Biomarker identification dashboard
Our proprietary ontology-annotated life sciences data ocean is populated by publicly available information from trials and literature. It provides the biomarker identification dashboard with biologically normalized data using patent-pending technologies. The dashboard empowers researchers to identify biomarkers with high precision, leveraging artificial intelligence over aggregated enterprise and public data. It allows stratification of patient groups with different endotypes for a given indication to improve disease diagnosis, prognosis, or treatment response.

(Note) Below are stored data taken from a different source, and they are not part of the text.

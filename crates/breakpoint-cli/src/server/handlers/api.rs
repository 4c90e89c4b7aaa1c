//! JSON API handlers.

use axum::{
    Json,
    extract::{Path, State, rejection::JsonRejection},
    response::{IntoResponse, Response},
};
use breakpoint::{ClassificationRequest, RangeRule};
use serde::Serialize;

use crate::server::error::ApiError;
use crate::server::state::AppState;

/// Response for a JSON classification.
#[derive(Debug, Serialize)]
pub struct ClassifyResponse {
    /// Category or sentinel text, exactly as the form shows it.
    pub result: String,
    /// `category`, `not_defined`, or `invalid_mic`.
    pub kind: &'static str,
    /// Parsed MIC value, absent when the input was not a number.
    pub mic: Option<f64>,
    /// Rule that produced the category.
    pub matched_rule: Option<RangeRule>,
}

/// GET /api/rules - The full rule table.
pub async fn get_rules(State(state): State<AppState>) -> Response {
    Json(state.table.as_ref()).into_response()
}

/// GET /api/organisms - Organism names in table order.
pub async fn list_organisms(State(state): State<AppState>) -> Json<Vec<String>> {
    Json(state.table.organisms().map(str::to_string).collect())
}

/// GET /api/organisms/:organism/antibiotics - Antibiotics for one organism.
pub async fn list_antibiotics(
    State(state): State<AppState>,
    Path(organism): Path<String>,
) -> Result<Json<Vec<String>>, ApiError> {
    if !state.table.contains_organism(&organism) {
        return Err(ApiError::NotFound(format!(
            "Organism not found: {}",
            organism
        )));
    }

    Ok(Json(
        state
            .table
            .antibiotics(&organism)
            .map(str::to_string)
            .collect(),
    ))
}

/// POST /api/classify - Classify a MIC given as JSON.
pub async fn classify(
    State(state): State<AppState>,
    payload: Result<Json<ClassificationRequest>, JsonRejection>,
) -> Result<Json<ClassifyResponse>, ApiError> {
    let Json(request) = payload?;
    let explanation = request.explain(&state.table);

    Ok(Json(ClassifyResponse {
        result: explanation.classification.to_string(),
        kind: explanation.classification.kind(),
        mic: explanation.mic,
        matched_rule: explanation.matched_rule,
    }))
}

Extensive biological multigraph-based scientific validation over public knowledge is deployed to ensure high biomarker prediction accuracy while removing false positives.
Innoplexus’s sophisticated proprietary technology and in-house data collection make the time-consuming and complex task of lead identification easier, faster, and more accurate. Complex combinations of machine learning-driven traditional and advanced ligand- and structure-based approaches are applied iteratively to optimize hits into lead candidates. In addition, our product dashboards with pre-built machine intelligence networks of data points provide insights around obvious and nonobvious connections. These connections are systematically audited with respect to the optimized compound for their associated targets impacting a variety of indications.
We help generate bias-free insights to make infinite dynamic molecular interactions clear and enable faster target identification. Our dashboard visualizes novel and well-established relationships connected to each other and their correlation scores from the literature, allowing users to explore all possible direct and indirect associations. Each target can be prioritized based on a custom druggability score, which includes number of relevant data sources (publications, trials, etc.), approved drugs for a given target, experimentally known structures, number of antibodies, genetic associations, and more. Clients are able to deep dive on each target and access all real-world evidence and reports associated with the potential targets.
Benefits to the client
The benefits of using Innoplexus’s technology set us apart as a leader in AI solutions for pharma and include:
- State-of-the-art machine learning-powered technology
- Access to a comprehensive chemical library with well-connected multiple data sources
- Real-time and continuously updated data
- Facility of executing high-end computational calculations
- Project executed by highly experienced data and computational scientists
We contextualize data from 95% of publicly available life sciences sources. These sources include clinical research, academic literature, experimental studies, commercial insights, published chemicals and their preclinical studies, and siloed datasets. This data is used to identify and validate drug leads via natural language processing (NLP) that understands life sciences. By leveraging our life sciences-specific ontology, which understands relationships between genes, pathways, targets, and diseases, we help clients automate, and thereby make more efficient, the identification and validation of drug targets.